Would be a much better marketing campaign if we werent playing a team that has won "Larry" 4 times in the past 15 years.


----------



## 77AJ

Good luck to you guys tomorrow. Should be another thriller.


----------



## doctordrizzay

Joey Crawford reffing game 2.

Mark it up as another loss for us.


----------



## Basel

Joey Crawford as the referee benefits neither team. I really hope he doesn't try to make the game about him. It's too bad referees can't eject other referees from the game.


----------



## PoetLaureate

doctordrizzay said:


> Joey Crawford reffing game 2.
> 
> Mark it up as another loss for us.


Crawford is the guy who threw out Duncan for laughing on the bench, if anything it helps us. More likely though, Joey will just make some random outlandish call against either team in order to promote the Joey Crawford brand.


----------



## Jace

And our friend Ed Malloy. Yippie.










PLEASE REMEMBER THIS JOEY. THE HUMILIATION.


----------



## Wade2Bosh

There you go, Bosh. Stay in that same spot all night.


----------



## Jace

Lazy body language on that fast break opp by Wade. Nice play by Leonard though.


----------



## doctordrizzay

Whens the last time Miami has hit a wide open 3?


----------



## Adam

I would love to see the percentages on 3 pointers for Chalmers when he has to re-adjust or has time to think about it. Always misses it.


----------



## Jace

Still not boxing out Leonard?


----------



## Jace

Danny Green sure is hitting his.


----------



## Wade2Bosh

****ing Green cant miss


----------



## Jace

So far our biggest adjustment has been to leave Green wide open.

Wade2Bosh. Nice.


----------



## Jace

Bad alley Wade.


----------



## Jace

Brick brick brick brick brick


----------



## Adam

Terrible shot by Bosh. He shot that with 23 seconds on the clock and he had no faith. He has this tendency to buckle his knees and shoot like he's trembling when he takes a "bad shot."


----------



## doctordrizzay

we should probably stop shooting long 2s


----------



## Wade2Bosh

Spurs with 3 turnovers yet Heat have 0 points off of them.
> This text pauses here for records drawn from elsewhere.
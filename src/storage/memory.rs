//! In-memory stores for tests and throwaway sessions

use std::collections::{BTreeMap, HashMap};
use std::sync::{Arc, RwLock};

use crate::error::{FinanceError, FinanceResult};
use crate::models::{User, Wallet};

use super::{assemble_user, UserStore, WalletStore};

/// Wallets kept in a map keyed by owner login
#[derive(Default)]
pub struct MemoryWalletStore {
    wallets: RwLock<HashMap<String, Wallet>>,
}

impl MemoryWalletStore {
    pub fn new() -> Self {
        Self::default()
    }
}

impl WalletStore for MemoryWalletStore {
    fn find_by_owner(&self, login: &str) -> FinanceResult<Option<Wallet>> {
        let wallets = self
            .wallets
            .read()
            .map_err(|e| FinanceError::Storage(format!("Failed to acquire read lock: {}", e)))?;
        Ok(wallets.get(login).cloned())
    }

    fn save(&self, login: &str, wallet: &Wallet) -> FinanceResult<()> {
        let mut wallets = self
            .wallets
            .write()
            .map_err(|e| FinanceError::Storage(format!("Failed to acquire write lock: {}", e)))?;
        wallets.insert(login.to_string(), wallet.clone());
        Ok(())
    }
}

/// Credentials kept in memory; wallets go to the shared wallet store
pub struct MemoryUserStore {
    credentials: RwLock<BTreeMap<String, String>>,
    wallets: Arc<dyn WalletStore>,
}

impl MemoryUserStore {
    pub fn new(wallets: Arc<dyn WalletStore>) -> Self {
        Self {
            credentials: RwLock::new(BTreeMap::new()),
            wallets,
        }
    }
}

impl UserStore for MemoryUserStore {
    fn find_by_login(&self, login: &str) -> FinanceResult<Option<User>> {
        let hash = {
            let credentials = self.credentials.read().map_err(|e| {
                FinanceError::Storage(format!("Failed to acquire read lock: {}", e))
            })?;
            credentials.get(login).cloned()
        };

        match hash {
            Some(hash) => assemble_user(login, hash, self.wallets.as_ref()).map(Some),
            None => Ok(None),
        }
    }

    fn save(&self, user: &User) -> FinanceResult<()> {
        {
            let mut credentials = self.credentials.write().map_err(|e| {
                FinanceError::Storage(format!("Failed to acquire write lock: {}", e))
            })?;
            credentials.insert(user.login().to_string(), user.password_hash().to_string());
        }
        self.wallets.save(user.login(), user.wallet())
    }

    fn exists(&self, login: &str) -> FinanceResult<bool> {
        let credentials = self
            .credentials
            .read()
            .map_err(|e| FinanceError::Storage(format!("Failed to acquire read lock: {}", e)))?;
        Ok(credentials.contains_key(login))
    }
}
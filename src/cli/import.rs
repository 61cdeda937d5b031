//! import_transactions

use std::fs::File;
use std::io::{BufRead, BufReader, Write};

use super::{Console, Context};
use crate::error::{FinanceError, FinanceResult};
use crate::models::User;
use crate::services::ImportService;

pub fn import_transactions<R: BufRead, W: Write>(
    ctx: &Context<'_>,
    console: &mut Console<R, W>,
    user: &mut User,
) -> FinanceResult<()> {
    console.println("--- Import transactions from CSV ---")?;
    let file_name = console.ask("CSV file name: ")?;
    let file_name = file_name.trim();
    if file_name.is_empty() {
        return console.println("File name cannot be empty.");
    }

    let file = File::open(file_name)
        .map_err(|e| FinanceError::Import(format!("Cannot read {}: {}", file_name, e)))?;
    let result = ImportService::new(ctx.storage).import_csv(user.wallet_mut(), BufReader::new(file))?;

    if result.errors.is_empty() {
        return console.println(format!(
            "Imported {} transaction(s).",
            result.imported
        ));
    }

    console.println(format!(
        "Imported {} transaction(s) with {} error(s):",
        result.imported,
        result.errors.len()
    ))?;
    for error in &result.errors {
        console.println(format!("  - {}", error))?;
    }
    Ok(())
}
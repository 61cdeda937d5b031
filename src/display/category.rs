//! Category display formatting

use crate::models::Category;

/// Format a simple list of categories, one per line
pub fn format_category_list(categories: &[Category]) -> String {
    if categories.is_empty() {
        return "No categories with budgets yet.".to_string();
    }

    let mut output = String::new();
    for category in categories {
        output.push_str(&format!(" - {}\n", category.name()));
    }
    output
}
Need to play smarter and not always look for the home run.


----------



## Wade2Bosh

Mario 3333

sick pass by Wade


----------



## Wade2Bosh

and1 by UD


----------



## Jace

Did LeBron just refuse a pass to him to invite a Haslem/Chalmers pick and roll? Equal opportunist, LeBron is.

UD+1


----------



## Adam

San Antonio are really baiting us to take long jumpers. Hopefully we don't bite in the 4th when we have guys with tired legs.


----------



## doctordrizzay

Bosh really sucks at rebounding...its such a struggle for him


----------



## Wade2Bosh

Wade, you havent made that shot all postseason. STOP SHOOTING IT!


----------



## Adam

Of course Wade would get baited into shooting that shot.


----------



## doctordrizzay

Lebron has been incredibly quiet


I think he is saving his energy for the second half.


----------



## Jace

Nice tip off the LBJ miss.

:manbearpig: block


----------



## Wade2Bosh

Cole2Bird

Sweet play


----------



## Jace

Cole2Bird


----------



## Jace

LeBron got killed backdoor by Leonard.


----------



## Jace

We dribble away 18 seconds of the shotblock in Cole's hands to get LeBron a mid post look finally. Thank god he saved us.


----------



## Wade2Bosh

22-22 after 1

7 2nd chance points for the Spurs in the 1st quarter. Between that and Green 3 3's, that's 15 of their 22 points. Gotta keep Leonard off the glass and not lose track of Green.


----------



## doctordrizzay

Wade looks good, Lebron's gonna get it going.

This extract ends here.